My tweaked out Atom
My text editor licentiousness is legendary. That’s for a good reason. If you make software for a living you probably spend more time with your text editor than you do with your loved ones. Getting something that fits you and fits your task is paramount. It takes a long time to get a text editor to the point where you don’t think about it anymore, so switching text editors comes with a penalty. Pay it. The cost of using the wrong tool is always higher than the cost of learning new things.
My new favorite, use-all-the-time editor is Atom, the open source editor from Github.
Yes, they borrowed pretty heavily from Sublime Text. No, I don’t care. In fact that’s kind of awesome. I have a paid license for Sublime, and all the things I liked in Sublime are in Atom, including many muscle-memory keyboard shortcuts. Atom then went whizzing by Sublime. Sublime development petered out; Atom is developing at a breakneck pace (being open source helps). My lone criticism of Atom was the speed, and since they moved to React, that problem is history.
Atom is available for Linux, Windows, and Mac. I’m using the AUR repo for Atom on my Majaro rig. Windows can install it via Chocolately, the only decent package manager on that shitty platform (no judgement).
And now onto my settings. You can install the extensions and themes directly from your
File->Preferences dashboard by searching for them.

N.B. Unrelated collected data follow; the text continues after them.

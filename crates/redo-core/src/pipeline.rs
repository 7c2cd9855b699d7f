// SPDX-License-Identifier: BUSL-1.1
// Copyright (c) 2026 Alfred Jean LLC

//! Static subcommand → pipeline topology registry.
//!
//! Replaces the source's string-keyed dynamic dispatch (§9) with a table
//! match over a closed enum; there is no runtime string lookup once a
//! subcommand has been parsed.

use std::fmt;

/// An external message bus a Transport Adapter can be bound to.
#[derive(Debug, Clone, Copy, PartialEq, Eq, Hash)]
pub enum Bus {
    Kafka,
    Rabbitmq,
    Sqs,
    AzureQueue,
}

impl fmt::Display for Bus {
    fn fmt(&self, f: &mut fmt::Formatter<'_>) -> fmt::Result {
        let s = match self {
            Bus::Kafka => "kafka",
            Bus::Rabbitmq => "rabbitmq",
            Bus::Sqs => "sqs",
            Bus::AzureQueue => "azure-queue",
        };
        write!(f, "{s}")
    }
}

/// The Input role a Worker's record source is bound to.
#[derive(Debug, Clone, Copy, PartialEq, Eq)]
pub enum InputRole {
    PullFromEngine,
    InternalDequeue,
    Subscribe(Bus),
}

/// The Execute role a Worker applies to each record.
#[derive(Debug, Clone, Copy, PartialEq, Eq)]
pub enum ExecuteRole {
    ApplyPlain,
    ApplyWithInfo,
    ForwardTo(Bus),
}

/// The Output role a Worker forwards results/failures to.
#[derive(Debug, Clone, Copy, PartialEq, Eq)]
pub enum OutputRole {
    LogOnly,
    Publish(Bus),
}

/// Static description of a pipeline topology, produced once at startup and
/// immutable for the life of the process.
#[derive(Debug, Clone, Copy, PartialEq, Eq)]
pub struct PipelineSpec {
    pub input: InputRole,
    pub execute: ExecuteRole,
    pub output: OutputRole,
    /// Whether a dedicated feeder worker drains the engine pull into the
    /// internal queue ahead of the Execute workers (true for every topology
    /// whose Input is `pull-from-engine`).
    pub has_feeder: bool,
}

/// Every subcommand the CLI surface (§6.1) exposes.
#[derive(Debug, Clone, Copy, PartialEq, Eq, Hash)]
pub enum Subcommand {
    Redo,
    RedoWithInfo(Bus),
    ReadFrom(Bus),
    ReadFromWithInfo(Bus),
    WriteTo(Bus),
    Sleep,
    Version,
}

const PIPELINE_FEEDER: bool = true;

/// Resolve a subcommand to its fixed [`PipelineSpec`]. Returns `None` for the
/// trivial subcommands (`sleep`, `version`) that never build a pipeline.
pub fn lookup_pipeline(subcommand: Subcommand) -> Option<PipelineSpec> {
    match subcommand {
        Subcommand::Redo => Some(PipelineSpec {
            input: InputRole::PullFromEngine,
            execute: ExecuteRole::ApplyPlain,
            output: OutputRole::LogOnly,
            has_feeder: PIPELINE_FEEDER,
        }),
        Subcommand::RedoWithInfo(bus) => Some(PipelineSpec {
            input: InputRole::PullFromEngine,
            execute: ExecuteRole::ApplyWithInfo,
            output: OutputRole::Publish(bus),
            has_feeder: PIPELINE_FEEDER,
        }),
        Subcommand::ReadFrom(bus) => Some(PipelineSpec {
            input: InputRole::Subscribe(bus),
            execute: ExecuteRole::ApplyPlain,
            output: OutputRole::LogOnly,
            has_feeder: false,
        }),
        Subcommand::ReadFromWithInfo(bus) => Some(PipelineSpec {
            input: InputRole::Subscribe(bus),
            execute: ExecuteRole::ApplyWithInfo,
            output: OutputRole::Publish(bus),
            has_feeder: false,
        }),
        Subcommand::WriteTo(bus) => Some(PipelineSpec {
            input: InputRole::PullFromEngine,
            execute: ExecuteRole::ForwardTo(bus),
            output: OutputRole::LogOnly,
            has_feeder: PIPELINE_FEEDER,
        }),
        Subcommand::Sleep | Subcommand::Version => None,
    }
}

#[cfg(test)]
#[path = "pipeline_tests.rs"]
mod tests;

I’m using the Input Sans font from The Font Bureau. I know, you should never use non-monospaced fonts for coding, blah blah blah. Read the info page on their site. You can totally do this, and it looks awesome.
I’m using the Seti UI Theme and Seti Syntax. It’s a gorgeous dark theme without looking too much like Darth Vader’s bathroom.
There are tons of plugins available. An editor is really a solid base from which to extent, and there are lots of ways to extend Atom. Search for a package to do something in Atom and you will likely find several.
- Atom Prettify - because ugly HTML is ugly.
- Color Picker - because I need help with colors.
- CSS Color Highlighting - so you don’t have to wonder what #bada55 looks like.
- Emmet - because typing sucks.
- Linter - this lets you use various linters for your code in real-time. Each linter is an additional install. Such as -
- Minimap - this is like the Sublime right-hand mini map. It makes navigating your document a lot faster.
- Stylus - in case you get some Stylus (LESS and SASS highlighting are built in).
Keyboard shortcuts you gotta know
There are lots of keyboard shortcuts you can and should learn for Atom, but the biggies:
ctrl-p- open any file in your project by typing
ctrl-shift-p- pretty much do anything, from changing file syntax to running your extensions
ctrl-\- close or open the file tree
ctrl-f- find and replace text. Also duh.